Beschlussvorschlag:
Der
Landkreis Nienburg schließt sich im Erlaubnisverfahren zur Einleitung von
Salzabwasser in die Werra der Stellungnahme des Bündnis Hamelner Erklärung e.V.
vom 08. Juli 2020 an. Nach dem Verzicht des Baus der Oberweser-Pipeline, ist
von der K+S die Beendung der Einleitung von Prozessabwässern bis Ende 2027 und
der Beginn der Haldenabdeckung bis Ende 2024 verbindlich zuzusagen. Diese
Zusagen und die Zielwerte ab 2028 aus dem Bewirtschaftungsplan der FGG Weser
sind in die Erlaubnis mit aufzunehmen.
Sachverhalt:
Die
K+S Minerals and Agriculture GmbH betreibt in Hessen und Thüringen das Werk
Neuhof-Ellers und das Werk Werra (Verbundbergwerk in Hattorf, Unterbreizbach,
Wintershall). In den Werken werden Kalirohsalze abgebaut und anschließend zur
Verwertung als Düngemittel sowie als Vorprodukte für vielfältige technische,
industrielle und pharmazeutische Anwendungen aufbereitet. Hierbei fallen
salzhaltige Produktionswässer an.
Die
festen Rückstände aus der Aufbereitung werden nach Maßgabe zugelassener bzw.
planfestgestellter bergrechtlicher Betriebspläne aufgehaldet. Bei der
Aufhaldung entstehen aufgrund von Niederschlägen salzhaltige Abwässer. Des
Weiteren fallen im Rahmen des Bergbaubetriebes noch weitere Salzabwasserströme
wie beispielsweise Gruben- und Drainwässer an. Sämtliche Wässer sind durch die
K+S Minerals and Agriculture GmbH ordnungsgemäß zu entsorgen.
Zwei
hierfür erteilte wasserrechtliche Erlaubnisse sind bis Ende 2020 befristet und
sollen nunmehr durch ein Verfahren mit integrierter UVP beim Regierungspräsidium
Kassel für den Zeitraum bis 31.12.2027 erneuert werden.
Der
Antrag umfasst im Wesentlichen die maximalen Einleitmengen für Salzabwasser
(2021: 6,7 Mio. m³/a, 2022 - 2027: 6,1 Mio. m³/a), die zeitlich abgestufte
Festlegung von Grenz- und Zielwerten am Pegel Gerstungen, die maximale
Jahreseinleitfracht von Haldenabwässern (aus Sicherungs- und
Kompensationsmaßnahmen), spezielle Grenzwerte für weitere Stoffe (z. B.

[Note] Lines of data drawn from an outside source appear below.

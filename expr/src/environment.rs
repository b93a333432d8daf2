//! Evaluation environments.
//!
//! An `Environment` is the scope an expression is evaluated in: the current
//! document plus a link to the enclosing environment. Shared run state
//! (catalog, parameters, interrupt flag, configuration) lives in an
//! `ExecutionContext` that is inherited through the outer chain.

use std::sync::atomic::{AtomicBool, Ordering};
use std::sync::Arc;

use tessera_core::{Document, Value};

use crate::{EvalError, EvalResult, ExecutionConfig};

/// Documents yielded by a table scan, in storage order.
pub type DocumentScan<'a> = Box<dyn Iterator<Item = EvalResult<Document>> + 'a>;

/// Read access to tables and sequences.
pub trait Catalog {
    /// Scan every document of a table in storage order.
    fn scan(&self, table: &str) -> EvalResult<DocumentScan<'_>>;

    /// Advance a sequence and return its new value.
    fn next_sequence_value(&self, sequence: &str) -> EvalResult<i64>;
}

/// Shared cancellation flag. Cloning shares the flag.
#[derive(Debug, Clone, Default)]
pub struct Interrupt(Arc<AtomicBool>);

impl Interrupt {
    pub fn new() -> Self {
        Self::default()
    }

    /// Request cancellation of every run observing this flag.
    pub fn trigger(&self) {
        self.0.store(true, Ordering::SeqCst);
    }

    pub fn is_triggered(&self) -> bool {
        self.0.load(Ordering::SeqCst)
    }
}

/// A bound statement parameter. Unnamed parameters are matched by position.
#[derive(Debug, Clone, PartialEq)]
pub struct Param {
    pub name: Option<String>,
    pub value: Value,
}

impl Param {
    pub fn positional(value: impl Into<Value>) -> Self {
        Self {
            name: None,
            value: value.into(),
        }
    }

    pub fn named(name: impl Into<String>, value: impl Into<Value>) -> Self {
        Self {
            name: Some(name.into()),
            value: value.into(),
        }
    }
}

static DEFAULT_CONFIG: ExecutionConfig = ExecutionConfig {
    max_buffered_documents: Some(crate::config::DEFAULT_MAX_BUFFERED_DOCUMENTS),
    interrupt_check: true,
};

/// Run-wide state shared by every environment of one execution.
#[derive(Default)]
pub struct ExecutionContext<'a> {
    catalog: Option<&'a dyn Catalog>,
    params: Vec<Param>,
    interrupt: Interrupt,
    config: ExecutionConfig,
}

impl<'a> ExecutionContext<'a> {
    pub fn new() -> Self {
        Self::default()
    }

    pub fn with_catalog(mut self, catalog: &'a dyn Catalog) -> Self {
        self.catalog = Some(catalog);
        self
    }

    pub fn with_params(mut self, params: Vec<Param>) -> Self {
        self.params = params;
        self
    }

    pub fn with_interrupt(mut self, interrupt: Interrupt) -> Self {
        self.interrupt = interrupt;
        self
    }

    pub fn with_config(mut self, config: ExecutionConfig) -> Self {
        self.config = config;
        self
    }

    pub fn catalog(&self) -> Option<&'a dyn Catalog> {
        self.catalog
    }

    pub fn params(&self) -> &[Param] {
        &self.params
    }

    pub fn interrupt(&self) -> &Interrupt {
        &self.interrupt
    }

    pub fn config(&self) -> &ExecutionConfig {
        &self.config
    }
}

impl std::fmt::Debug for ExecutionContext<'_> {
    fn fmt(&self, f: &mut std::fmt::Formatter<'_>) -> std::fmt::Result {
        f.debug_struct("ExecutionContext")
            .field("has_catalog", &self.catalog.is_some())
            .field("params", &self.params)
            .field("interrupt", &self.interrupt)
            .field("config", &self.config)
            .finish()
    }
}

/// The scope an expression is evaluated in.
#[derive(Debug, Clone, Default)]
pub struct Environment<'a> {
    document: Option<Document>,
    outer: Option<&'a Environment<'a>>,
    context: Option<&'a ExecutionContext<'a>>,
}

impl<'a> Environment<'a> {
    /// An empty environment: no document, no context.
    pub fn new() -> Self {
        Self::default()
    }

    /// A root environment bound to an execution context.
    pub fn with_context(context: &'a ExecutionContext<'a>) -> Self {
        Self {
            document: None,
            outer: None,
            context: Some(context),
        }
    }

    /// A child environment holding `document`, nested inside `outer`.
    pub fn nested(outer: &'a Environment<'a>, document: Document) -> Self {
        Self {
            document: Some(document),
            outer: Some(outer),
            context: None,
        }
    }

    /// Set the current document of this environment.
    pub fn with_document(mut self, document: Document) -> Self {
        self.document = Some(document);
        self
    }

    /// The nearest document, searching outward.
    pub fn document(&self) -> Option<&Document> {
        match &self.document {
            Some(doc) => Some(doc),
            None => self.outer.and_then(|outer| outer.document()),
        }
    }

    pub fn outer(&self) -> Option<&'a Environment<'a>> {
        self.outer
    }

    /// The nearest execution context, searching outward.
    pub fn context(&self) -> Option<&'a ExecutionContext<'a>> {
        match self.context {
            Some(ctx) => Some(ctx),
            None => self.outer.and_then(|outer| outer.context()),
        }
    }

    /// The catalog of the nearest execution context.
    pub fn catalog(&self) -> EvalResult<&'a dyn Catalog> {
        self.context()
            .and_then(|ctx| ctx.catalog())
            .ok_or_else(|| EvalError::no_catalog("catalog access"))
    }

    /// Configuration of the nearest execution context, or the defaults.
    pub fn config(&self) -> &ExecutionConfig {
        match self.context() {
            Some(ctx) => ctx.config(),
            None => &DEFAULT_CONFIG,
        }
    }

    /// Returns true when the run was cancelled and sources should stop.
    pub fn is_interrupted(&self) -> bool {
        match self.context() {
            Some(ctx) => ctx.config().interrupt_check && ctx.interrupt().is_triggered(),
            None => false,
        }
    }

    /// Look up the 1-based positional parameter `index`.
    pub fn positional_param(&self, index: usize) -> EvalResult<Value> {
        let params = self.context().map(|ctx| ctx.params()).unwrap_or(&[]);
        index
            .checked_sub(1)
            .and_then(|i| params.get(i))
            .map(|p| p.value.clone())
            .ok_or_else(|| EvalError::param_not_found(format!("?{}", index)))
    }

    /// Look up a named parameter.
    pub fn named_param(&self, name: &str) -> EvalResult<Value> {
        let params = self.context().map(|ctx| ctx.params()).unwrap_or(&[]);
        params
            .iter()
            .find(|p| p.name.as_deref() == Some(name))
            .map(|p| p.value.clone())
            .ok_or_else(|| EvalError::param_not_found(format!("${}", name)))
    }
}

Schwermetalle) sowie die jährlichen Schmutzwassermengen der Werke Hattorf,
Wintershall und Neuhof (2021: 4,95 Mio. m³/a, 2022- 2027: 4,38 Mio. m³/a).
Die
Salzabwässer sollen über drei vorhandene Stellen in die Werra eingeleitet werden
(Philippsthal und Heringen).
Die
an der Werra und Weser liegenden Gemeinden und Landkreise sowie weitere Träger
öffentlicher Belange haben vom RP Kassel mit Verlängerung bis zum 15.09.2020
die Gelegenheit zur Abgabe einer Stellungnahme erhalten.
Der
Landkreis Nienburg/Weser war in den beiden vergangenen Jahrzehnten regelmäßig
in Verfahren des RP Kassel zur Erteilungen von bergrechtlichen Betriebsplänen
und wasserrechtlichen Erlaubnissen beteiligt gewesen. Bereits im März 2007
hatte sich der Kreistag in einer Resolution gegen den Bau einer Pipeline zur
Ableitung von Haldenabwässern aus Neuhof-Ellers ausgesprochen. 2010 schloss
sich der Landkreis einer Resolution des Weserbundes an, die u. a. den Bau einer
Fernleitung für unvermeidbares Salzabwasser zur Nordsee sowie die Halbierung
der Einleitmengen in die Werra bis 2015 zum Inhalt hatte.
In
Folge hatte sich K+S über ein 360 Mio. € Bauprogramm vertraglich verpflichtet
die Salzabwassermengen von 14,0 Mio. auf 7,0 Mio. m³/a zu verringern und dieses
Ziel bis heute auch erreicht. Die Durchführung eines Raumordnungsverfahrens zum
Bau einer Fernleitung für unvermeidbare Abwässer in die Nordsee war jedoch aus
Sicht des Umweltschutzes, vorgetragen u. a. durch das Land Niedersachsen,
gescheitert.
Ziel
ist weiterhin, an den Standorten der K+S technisch alle verfügbaren Verfahren
zur Behandlung und damit Verringerung der Produktionsabwässer sowie zur Vermeidung,
z. B. durch die Abdeckung der Rückstandshalden, umzusetzen.
Parallel
zum Bau der Nordseefernleitung überlegte Pläne zum Bau einer Oberweserpipeline,
um nicht vermeidbare Salzabwässer nach dem Zusammenfluss von Werra und Fulda in
die Weser zu verdünnen, waren aus vergleichbaren Gründen nicht umsetzbar. Der
Landkreis Nienburg hatte sich im Mai 2013 auch hier der ablehnenden Haltung des
Weserbund e. V. angeschlossen.
Ein
durch die EU 2012 gegen die Bundesrepublik Deutschland eingeleitetes Vertragsverletzungsverfahren,
in dem der Verstoß gegen das Verschlechterungsverbot der Wasserrahmenrichtlinie
geahndet werden sollte, kann nur abgewendet werden, wenn spätestens bis 2027
das gute ökologische Potential an Werra und Weser erreicht wird. Hierfür hat
die Flussgebietsgemeinschaft Weser (FGG Weser) in einem Bewirtschaftungsplan
Salz 2016 Zielwerte vorgegeben, die die K+S bis zum Ende der 3.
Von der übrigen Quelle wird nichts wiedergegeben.